TASK BRIEF ▸ Each line of the records below that holds "ModelDescriptor" should be copied out.
◇ ◇ ◇ ◇ ◇ ◇ ◇
//! Typed view construction.
//!
//! Controllers never build markup from strings. They build `View` trees with
//! the helpers here and mount them into the document; any HTML that leaves
//! the crate goes through [`View::to_html`], which escapes every text node and
//! attribute value.

use crate::models::{GalleryEntry, ImageResult, ModelDescriptor};
use crate::toast::Severity;

/// A detached element descriptor
#[derive(Debug, Clone, PartialEq)]
pub struct ElementView {
    pub tag: String,
    pub id: Option<String>,
    pub classes: Vec<String>,
    pub attributes: Vec<(String, String)>,
    pub style: Vec<(String, String)>,
    pub children: Vec<View>,
}

/// A node of a view tree
#[derive(Debug, Clone, PartialEq)]
pub enum View {
    Element(ElementView),
    Text(String),
}

/// Start an element descriptor
pub fn el(tag: &str) -> ElementView {
    ElementView {
        tag: tag.to_ascii_lowercase(),
        id: None,
        classes: Vec::new(),
        attributes: Vec::new(),
        style: Vec::new(),
        children: Vec::new(),
    }
}

/// A text node. Escaped on serialization.
pub fn text(s: impl Into<String>) -> View {
    View::Text(s.into())
}

impl ElementView {
    pub fn id(mut self, id: impl Into<String>) -> Self {
        self.id = Some(id.into());
        self
    }

    /// Add one or more space separated classes
    pub fn class(mut self, class: &str) -> Self {
        for c in class.split_whitespace() {
            if !self.classes.iter().any(|existing| existing == c) {
                self.classes.push(c.to_string());
            }
        }
        self
    }

    pub fn attr(mut self, name: &str, value: impl Into<String>) -> Self {
        let value = value.into();
        match self.attributes.iter_mut().find(|(k, _)| k == name) {
            Some(slot) => slot.1 = value,
            None => self.attributes.push((name.to_string(), value)),
        }
        self
    }

    pub fn style(mut self, property: &str, value: impl Into<String>) -> Self {
        self.style.push((property.to_string(), value.into()));
        self
    }

    pub fn child(mut self, child: impl Into<View>) -> Self {
        self.children.push(child.into());
        self
    }

    pub fn text(self, s: impl Into<String>) -> Self {
        self.child(text(s))
    }

    pub fn into_view(self) -> View {
        View::Element(self)
    }
}

impl From<ElementView> for View {
    fn from(e: ElementView) -> Self {
        View::Element(e)
    }
}

const VOID_TAGS: &[&str] = &["img", "input", "br", "hr", "meta", "link"];

pub(crate) fn is_void(tag: &str) -> bool {
    VOID_TAGS.contains(&tag)
}

impl View {
    pub fn to_html(&self) -> String {
        let mut out = String::new();
        self.write_html(&mut out);
        out
    }

    fn write_html(&self, out: &mut String) {
        match self {
            View::Text(t) => out.push_str(&escape_text(t)),
            View::Element(e) => {
                let mut attrs: Vec<(String, String)> = Vec::new();
                if let Some(id) = &e.id {
                    attrs.push(("id".into(), id.clone()));
                }
                if !e.classes.is_empty() {
                    attrs.push(("class".into(), e.classes.join(" ")));
                }
                attrs.extend(e.attributes.iter().cloned());
                if !e.style.is_empty() {
                    attrs.push(("style".into(), style_string(e.style.iter())));
                }
                open_tag(out, &e.tag, &attrs);
                if is_void(&e.tag) {
                    return;
                }
                for c in &e.children {
                    c.write_html(out);
                }
                out.push_str("</");
                out.push_str(&e.tag);
                out.push('>');
            }
        }
    }
}

pub(crate) fn open_tag(out: &mut String, tag: &str, attrs: &[(String, String)]) {
    out.push('<');
    out.push_str(tag);
    for (k, v) in attrs {
        out.push(' ');
        out.push_str(k);
        out.push_str("=\"");
        out.push_str(&escape_attr(v));
        out.push('"');
    }
    out.push('>');
}

pub(crate) fn style_string<'a, I>(decls: I) -> String
where
    I: Iterator<Item = &'a (String, String)>,
{
    decls
        .map(|(k, v)| format!("{}: {}", k, v))
        .collect::<Vec<_>>()
        .join("; ")
}

pub fn escape_text(s: &str) -> String {
    let mut out = String::with_capacity(s.len());
    for ch in s.chars() {
        match ch {
            '&' => out.push_str("&amp;"),
            '<' => out.push_str("&lt;"),
            '>' => out.push_str("&gt;"),
            _ => out.push(ch),
        }
    }
    out
}

pub fn escape_attr(s: &str) -> String {
    let mut out = String::with_capacity(s.len());
    for ch in s.chars() {
        match ch {
            '&' => out.push_str("&amp;"),
            '<' => out.push_str("&lt;"),
            '>' => out.push_str("&gt;"),
            '"' => out.push_str("&quot;"),
            '\'' => out.push_str("&#39;"),
            _ => out.push(ch),
        }
    }
    out
}

// --- Page fragments ---

/// A generated image card: image, prompt, model label and a download button.
///
/// The download target travels in `data-url` / `data-filename`; the
/// controller reads them back when the button is clicked.
pub fn result_card(image: &ImageResult) -> View {
    el("div")
        .class("result-item")
        .child(
            el("img")
                .class("result-image")
                .attr("src", image.url.as_str())
                .attr("alt", "Generated image")
                .attr("loading", "lazy"),
        )
        .child(
            el("div")
                .class("result-info")
                .child(el("div").class("result-prompt").text(image.prompt.as_str()))
                .child(
                    el("div")
                        .class("result-meta")
                        .child(el("span").text(format!("Model: {}", image.model)))
                        .child(
                            el("button")
                                .class("download-btn")
                                .attr("type", "button")
                                .attr("data-url", image.url.as_str())
                                .attr("data-filename", image.filename.as_str())
                                .child(el("i").class("fas fa-download"))
                                .text("Download"),
                        ),
                ),
        )
        .into_view()
}

/// Toast body: severity icon plus message
pub fn toast(message: &str, severity: Severity) -> View {
    el("div")
        .class("toast")
        .class(severity.as_str())
        .child(el("i").class("fas").class(severity.icon()))
        .child(el("span").text(message))
        .into_view()
}

pub fn model_option(model: &ModelDescriptor) -> View {
    el("option")
        .attr("value", model.id.as_str())
        .text(model.label())
        .into_view()
}

/// An option with an empty value, used for "Loading models..." and friends
pub fn placeholder_option(label: &str) -> View {
    el("option").attr("value", "").text(label).into_view()
}

/// A gallery grid item carrying its image metadata in data attributes
pub fn gallery_item(entry: &GalleryEntry) -> View {
    let mut item = el("div")
        .class("gallery-item")
        .attr("data-url", entry.url.as_str())
        .attr("data-filename", entry.filename.as_str())
        .attr("data-timestamp", entry.timestamp.as_str());
    if let Some(size) = entry.size {
        item = item.attr("data-size", size.to_string());
    }
    item.child(
        el("img")
            .class("gallery-image")
            .attr("src", entry.url.as_str())
            .attr("alt", entry.filename.as_str())
            .attr("loading", "lazy"),
    )
    .child(
        el("div")
            .class("image-overlay")
            .child(
                el("button")
                    .class("view-btn")
                    .attr("type", "button")
                    .child(el("i").class("fas fa-expand"))
                    .text("View"),
            )
            .child(
                el("button")
                    .class("download-btn")
                    .attr("type", "button")
                    .attr("data-url", entry.url.as_str())
                    .attr("data-filename", entry.filename.as_str())
                    .child(el("i").class("fas fa-download"))
                    .text("Download"),
            ),
    )
    .child(
        el("div")
            .class("image-info")
            .child(el("div").class("image-name").text(entry.filename.as_str()))
            .child(el("div").class("image-date").text(entry.timestamp.as_str())),
    )
    .into_view()
}

/// The invisible anchor a download is routed through
pub fn download_anchor(url: &str, filename: &str) -> View {
    el("a")
        .attr("href", url)
        .attr("download", filename)
        .style("display", "none")
        .into_view()
}

#[cfg(test)]
mod tests {
    use super::*;

    fn image(prompt: &str, filename: &str) -> ImageResult {
        ImageResult {
            url: "/img/1.png".into(),
            prompt: prompt.into(),
            model: "m1".into(),
            filename: filename.into(),
            timestamp: None,
            storage: None,
        }
    }

    #[test]
    fn result_card_escapes_untrusted_text() {
        let html = result_card(&image("<script>alert(1)</script>", "a\"b.png")).to_html();
        assert!(!html.contains("<script>"));
        assert!(html.contains("&lt;script&gt;alert(1)&lt;/script&gt;"));
        assert!(html.contains("data-filename=\"a&quot;b.png\""));
    }

    #[test]
    fn result_card_shape() {
        let html = result_card(&image("a red fox", "1.png")).to_html();
        assert!(html.starts_with("<div class=\"result-item\"><img class=\"result-image\" src=\"/img/1.png\""));
        assert!(html.contains("<div class=\"result-prompt\">a red fox</div>"));
        assert!(html.contains("<span>Model: m1</span>"));
        // void element has no closing tag
        assert!(!html.contains("</img>"));
    }

    #[test]
    fn toast_carries_severity_class_and_icon() {
        let html = toast("Saved", Severity::Success).to_html();
        assert_eq!(
            html,
            "<div class=\"toast success\"><i class=\"fas fa-check-circle\"></i><span>Saved</span></div>"
        );
    }

    #[test]
    fn class_dedups() {
        let e = el("div").class("a b").class("b c");
        assert_eq!(e.classes, vec!["a", "b", "c"]);
    }

    #[test]
    fn anchor_is_hidden() {
        let html = download_anchor("/media/x.png", "x.png").to_html();
        assert_eq!(
            html,
            "<a href=\"/media/x.png\" download=\"x.png\" style=\"display: none\"></a>"
        );
    }
}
◇ ◇ ◇ ◇ ◇ ◇ ◇
RESULT FOR THIS TASK ▸
use crate::models::{GalleryEntry, ImageResult, ModelDescriptor};
pub fn model_option(model: &ModelDescriptor) -> View {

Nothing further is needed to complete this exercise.